`microceph disk add` sometimes fail but returns 0
simondeziel opened this issue · comments
Simon Deziel commented
Issue report
In a CI script set to abort on errors, the microceph disk add --wipe
encountered a errors but didn't return != 0:
+ sudo microceph disk add --wipe /dev/sdb
+----------+---------+
| PATH | STATUS |
+----------+---------+
| /dev/sdb | Failure |
+----------+---------+
Error: failed to bootstrap OSD: Failed to run: ceph-osd --mkfs --no-mon-config -i 1: exit status 250 (2024-01-29T22:30:14.664+0000 7f1570e998c0 -1 bluestore(/var/lib/ceph/osd/ceph-1/block) _read_bdev_label unable to decode label at offset 102: void bluestore_bdev_label_t::decode(ceph::buffer::v15_2_0::list::const_iterator&) decode past end of struct encoding: Malformed input
2024-01-29T22:30:14.664+0000 7f1570e998c0 -1 bluestore(/var/lib/ceph/osd/ceph-1/block) _read_bdev_label unable to decode label at offset 102: void bluestore_bdev_label_t::decode(ceph::buffer::v15_2_0::list::const_iterator&) decode past end of struct encoding: Malformed input
2024-01-29T22:30:14.664+0000 7f1570e998c0 -1 bluestore(/var/lib/ceph/osd/ceph-1/block) _read_bdev_label unable to decode label at offset 102: void bluestore_bdev_label_t::decode(ceph::buffer::v15_2_0::list::const_iterator&) decode past end of struct encoding: Malformed input
2024-01-29T22:30:14.676+0000 7f1570e998c0 -1 bdev(0x563a03578000 /var/lib/ceph/osd/ceph-1/block) open open got: (16) Device or resource busy
2024-01-29T22:30:14.676+0000 7f1570e998c0 -1 bluestore(/var/lib/ceph/osd/ceph-1) mkfs failed, (16) Device or resource busy
2024-01-29T22:30:14.676+0000 7f1570e998c0 -1 OSD::mkfs: ObjectStore::mkfs failed with error (16) Device or resource busy
2024-01-29T22:30:14.676+0000 7f1570e998c0 -1 ** ERROR: error creating empty object store in /var/lib/ceph/osd/ceph-1: (16) Device or resource busy)
+ sudo rm -rf /etc/ceph
+ sudo ln -s /var/snap/microceph/current/conf/ /etc/ceph
...
+ sudo microceph.ceph status
cluster:
id: 594f8038-eb9d-4381-9707-4a622a23fd97
health: HEALTH_WARN
1 MDSs report slow metadata IOs
nobackfill,norebalance,norecover,noscrub,nodeep-scrub,nosnaptrim flag(s) set
Reduced data availability: 65 pgs inactive
3 pool(s) have no replicas configured
OSD count 0 < osd_pool_default_size 1
services:
mon: 1 daemons, quorum fv-az665-985 (age 2m)
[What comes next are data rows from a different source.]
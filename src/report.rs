//! Usage statistics report
//!
//! Gathered on demand for one authorized identity: forces a flush so the
//! numbers include everything recorded so far, then reads every period.

use chrono::{DateTime, Utc};
use serde::Serialize;

use crate::error::Result;
use crate::recorder::StatsRecorder;
use crate::types::{SenderId, StatsPeriod};

/// Counts for every period plus the all-time chat count
#[derive(Debug, Clone, Copy, PartialEq, Eq, Serialize)]
#[serde(rename_all = "camelCase")]
pub struct StatsReport {
    pub last_hour: u64,
    pub last_day: u64,
    pub last_week: u64,
    pub last_month: u64,
    /// Distinct chats ever recorded
    pub total_chats: u64,
    pub generated_at: DateTime<Utc>,
}

impl StatsReport {
    /// Flush pending events, then query every period
    pub fn gather(recorder: &StatsRecorder) -> Result<Self> {
        let outcome = recorder.flush();
        if outcome.is_failed() {
            tracing::warn!(?outcome, "report gathered without pending events");
        }

        Ok(Self {
            last_hour: recorder.count_for(StatsPeriod::Hour)?,
            last_day: recorder.count_for(StatsPeriod::Day)?,
            last_week: recorder.count_for(StatsPeriod::Week)?,
            last_month: recorder.count_for(StatsPeriod::Month)?,
            total_chats: recorder.get_active_chats_count()?,
            generated_at: Utc::now(),
        })
    }

    pub fn count(&self, period: StatsPeriod) -> u64 {
        match period {
            StatsPeriod::Hour => self.last_hour,
            StatsPeriod::Day => self.last_day,
            StatsPeriod::Week => self.last_week,
            StatsPeriod::Month => self.last_month,
        }
    }

    pub fn to_json(&self) -> serde_json::Result<String> {
        serde_json::to_string_pretty(self)
    }
}

impl std::fmt::Display for StatsReport {
    fn fmt(&self, f: &mut std::fmt::Formatter<'_>) -> std::fmt::Result {
        writeln!(f, "Usage statistics:")?;
        for period in StatsPeriod::ALL {
            let label = format!("last {}:", period);
            writeln!(f, "  {:<12}{}", label, self.count(period))?;
        }
        writeln!(f)?;
        write!(f, "Users (all time): {}", self.total_chats)
    }
}

/// Who may request the report
#[derive(Debug, Clone, Copy, Default, PartialEq, Eq)]
pub struct ReportAccess {
    admin: Option<SenderId>,
}

impl ReportAccess {
    pub fn new(admin: Option<SenderId>) -> Self {
        Self { admin }
    }

    /// Only the configured admin; nobody when unset
    pub fn allows(&self, sender: SenderId) -> bool {
        self.admin == Some(sender)
    }
}

#[cfg(test)]
mod tests {
    use super::*;

    fn sample() -> StatsReport {
        StatsReport {
            last_hour: 1,
            last_day: 5,
            last_week: 12,
            last_month: 40,
            total_chats: 9,
            generated_at: Utc::now(),
        }
    }

    #[test]
    fn test_display_lists_every_period() {
        let text = sample().to_string();

        assert_eq!(
            text,
            "Usage statistics:\n  last hour:  1\n  last day:   5\n  last week:  12\n  last month: 40\n\nUsers (all time): 9"
        );
    }

    #[test]
    fn test_json_uses_camel_case() {
        let json: serde_json::Value = serde_json::from_str(&sample().to_json().unwrap()).unwrap();
        assert_eq!(json["lastDay"], 5);
        assert_eq!(json["totalChats"], 9);
    }

    #[test]
    fn test_access_only_admin() {
        let access = ReportAccess::new(Some(1001));
        assert!(access.allows(1001));
        assert!(!access.allows(42));
    }

    #[test]
    fn test_access_denied_when_unset() {
        assert!(!ReportAccess::default().allows(0));
    }
}
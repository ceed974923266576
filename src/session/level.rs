//! Level choice carried by a callback payload (`level_N`)

use crate::error::{RecorderError, Result};

pub const MIN_LEVEL: u8 = 1;
pub const MAX_LEVEL: u8 = 10;

const CALLBACK_PREFIX: &str = "level_";

/// Validated level in `MIN_LEVEL..=MAX_LEVEL`
#[derive(Debug, Clone, Copy, PartialEq, Eq, PartialOrd, Ord)]
pub struct SelectionLevel(u8);

impl SelectionLevel {
    pub fn new(level: u8) -> Result<Self> {
        if (MIN_LEVEL..=MAX_LEVEL).contains(&level) {
            Ok(Self(level))
        } else {
            Err(RecorderError::InvalidLevel(level.to_string()))
        }
    }

    /// Parse callback data such as `"level_7"`; surrounding whitespace is ignored
    pub fn parse_callback(data: &str) -> Result<Self> {
        let trimmed = data.trim();
        let digits = trimmed.strip_prefix(CALLBACK_PREFIX).unwrap_or(trimmed);
        let level: u8 = digits
            .parse()
            .map_err(|_| RecorderError::InvalidLevel(data.to_string()))?;
        Self::new(level).map_err(|_| RecorderError::InvalidLevel(data.to_string()))
    }

    /// Callback payload for this level
    pub fn callback_data(&self) -> String {
        format!("{}{}", CALLBACK_PREFIX, self.0)
    }

    pub fn value(&self) -> u8 {
        self.0
    }

    /// Every valid level, lowest first
    pub fn all() -> impl Iterator<Item = SelectionLevel> {
        (MIN_LEVEL..=MAX_LEVEL).map(SelectionLevel)
    }
}

impl std::fmt::Display for SelectionLevel {
    fn fmt(&self, f: &mut std::fmt::Formatter<'_>) -> std::fmt::Result {
        write!(f, "{}", self.0)
    }
}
mgr: fv-az665-985(active, since 2m)
mds: 1/1 daemons up
osd: 0 osds: 0 up, 0 in
flags nobackfill,norebalance,norecover,noscrub,nodeep-scrub,nosnaptrim
data:
volumes: 1/1 healthy
pools: 3 pools, 65 pgs
objects: 0 objects, 0 B
usage: 0 B used, 0 B / 0 B avail
pgs: 100.000% pgs unknown
65 unknown
...
What version of MicroCeph are you using ?
$ sudo snap install microceph --edge
microceph (reef/edge) 18.2.0+snape56a71f5dd from Canonical** installed
What are the steps to reproduce this issue ?
https://github.com/canonical/lxd/actions/runs/7703310904/workflow?pr=12783#L270-L319 has it all but essentially:
sudo snap install microceph --edge
sudo swapoff /mnt/swapfile
sudo umount /mnt
# umount the ephemeral disk of GitHub Action runnersudo microceph disk add --wipe "${ephemeral_disk}"
# try to give the ephemeral disk to microceph
What happens (observed behaviour) ?
microceph disk add --wipe
returned 0 despite running into errors.
What were you expecting to happen ?
microceph disk add --wipe
should return != 0 on error.
Relevant logs, error output, etc.
https://github.com/canonical/lxd/actions/runs/7703310904/job/20993429312?pr=12783#step:10:328
Utkarsh Bhatt commented
Thanks a lot for reporting this bug @simondeziel. This was fixed by #291
Marking this issue closed.
Simon Deziel commented
@UtkarshBhatthere many thanks for the quick turnaround!